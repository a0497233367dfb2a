//! PostgreSQL settings.
//!
//! Journeys, accounts, projections and the three outbox tables all live in
//! one database and share one pool.

use serde::Deserialize;
use std::time::Duration;

use super::error::ValidationError;

/// Largest pool a single instance may open.
pub const MAX_POOL_SIZE: u32 = 100;

#[derive(Debug, Clone, Deserialize)]
pub struct DatabaseConfig {
    /// `postgres://` or `postgresql://` URL.
    pub url: String,

    /// Connections shared by command handlers, relays and consumers.
    #[serde(default = "default_pool_size")]
    pub pool_size: u32,

    /// Seconds to wait for a free connection. A timeout surfaces as a
    /// transient `DATABASE_ERROR`, so relays and consumers retry.
    #[serde(default = "default_acquire_timeout")]
    pub acquire_timeout_secs: u64,

    /// Apply the embedded migrations before serving.
    #[serde(default = "default_run_migrations")]
    pub run_migrations: bool,
}

impl DatabaseConfig {
    pub fn acquire_timeout(&self) -> Duration {
        Duration::from_secs(self.acquire_timeout_secs)
    }

    pub fn validate(&self) -> Result<(), ValidationError> {
        if self.url.is_empty() {
            return Err(ValidationError::MissingRequired("JOURNEY_SYNC__DATABASE__URL"));
        }
        if !["postgres://", "postgresql://"]
            .iter()
            .any(|scheme| self.url.starts_with(scheme))
        {
            return Err(ValidationError::InvalidDatabaseUrl);
        }
        if self.pool_size == 0 {
            return Err(ValidationError::MustBePositive("database.pool_size"));
        }
        if self.pool_size > MAX_POOL_SIZE {
            return Err(ValidationError::TooLarge {
                field: "database.pool_size",
                max: u64::from(MAX_POOL_SIZE),
            });
        }
        if self.acquire_timeout_secs == 0 {
            return Err(ValidationError::MustBePositive("database.acquire_timeout_secs"));
        }
        Ok(())
    }
}

impl Default for DatabaseConfig {
    fn default() -> Self {
        Self {
            url: String::new(),
            pool_size: default_pool_size(),
            acquire_timeout_secs: default_acquire_timeout(),
            run_migrations: default_run_migrations(),
        }
    }
}

fn default_pool_size() -> u32 {
    10
}

fn default_acquire_timeout() -> u64 {
    5
}

fn default_run_migrations() -> bool {
    true
}
//! Reward handlers.

mod daily_goal_watcher;

pub use daily_goal_watcher::DailyGoalWatcher;
//! Domain layer containing business logic and domain types.
//!
//! # Module Organization
//!
//! - `foundation` - Shared domain primitives (value objects, IDs, errors, events)
//! - `journey` - Journey aggregate and its events
//! - `user` - User account status lifecycle
//! - `reward` - Daily goal progress and the goal-crossing rule
//! - `statistics` - Monthly distance read model and adjustment planning
//! - `outbox` - Closed set of events stored in outbox tables
//! - `integration` - Wire contract published to the broker

pub mod foundation;
pub mod integration;
pub mod journey;
pub mod outbox;
pub mod reward;
pub mod statistics;
pub mod user;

───

Task item: Copy out every entry above exactly.

Answer to this problem:
repository a0497233367dfb2a
//! PostgreSQL settings.
//!
//! Journeys, accounts, projections and the three outbox tables all live in
//! one database and share one pool.

use serde::Deserialize;
use std::time::Duration;

use super::error::ValidationError;

/// Largest pool a single instance may open.
pub const MAX_POOL_SIZE: u32 = 100;

#[derive(Debug, Clone, Deserialize)]
pub struct DatabaseConfig {
    /// `postgres://` or `postgresql://` URL.
    pub url: String,

    /// Connections shared by command handlers, relays and consumers.
    #[serde(default = "default_pool_size")]
    pub pool_size: u32,

    /// Seconds to wait for a free connection. A timeout surfaces as a
    /// transient `DATABASE_ERROR`, so relays and consumers retry.
    #[serde(default = "default_acquire_timeout")]
    pub acquire_timeout_secs: u64,

    /// Apply the embedded migrations before serving.
    #[serde(default = "default_run_migrations")]
    pub run_migrations: bool,
}

impl DatabaseConfig {
    pub fn acquire_timeout(&self) -> Duration {
        Duration::from_secs(self.acquire_timeout_secs)
    }

    pub fn validate(&self) -> Result<(), ValidationError> {
        if self.url.is_empty() {
            return Err(ValidationError::MissingRequired("JOURNEY_SYNC__DATABASE__URL"));
        }
        if !["postgres://", "postgresql://"]
            .iter()
            .any(|scheme| self.url.starts_with(scheme))
        {
            return Err(ValidationError::InvalidDatabaseUrl);
        }
        if self.pool_size == 0 {
            return Err(ValidationError::MustBePositive("database.pool_size"));
        }
        if self.pool_size > MAX_POOL_SIZE {
            return Err(ValidationError::TooLarge {
                field: "database.pool_size",
                max: u64::from(MAX_POOL_SIZE),
            });
        }
        if self.acquire_timeout_secs == 0 {
            return Err(ValidationError::MustBePositive("database.acquire_timeout_secs"));
        }
        Ok(())
    }
}

impl Default for DatabaseConfig {
    fn default() -> Self {
        Self {
            url: String::new(),
            pool_size: default_pool_size(),
            acquire_timeout_secs: default_acquire_timeout(),
            run_migrations: default_run_migrations(),
        }
    }
}

fn default_pool_size() -> u32 {
    10
}

fn default_acquire_timeout() -> u64 {
    5
}

fn default_run_migrations() -> bool {
    true
}
//! Reward handlers.

mod daily_goal_watcher;

pub use daily_goal_watcher::DailyGoalWatcher;
//! Domain layer containing business logic and domain types.
//!
//! # Module Organization
//!
//! - `foundation` - Shared domain primitives (value objects, IDs, errors, events)
//! - `journey` - Journey aggregate and its events
//! - `user` - User account status lifecycle
//! - `reward` - Daily goal progress and the goal-crossing rule
//! - `statistics` - Monthly distance read model and adjustment planning
//! - `outbox` - Closed set of events stored in outbox tables
//! - `integration` - Wire contract published to the broker

pub mod foundation;
pub mod integration;
pub mod journey;
pub mod outbox;
pub mod reward;
pub mod statistics;
pub mod user;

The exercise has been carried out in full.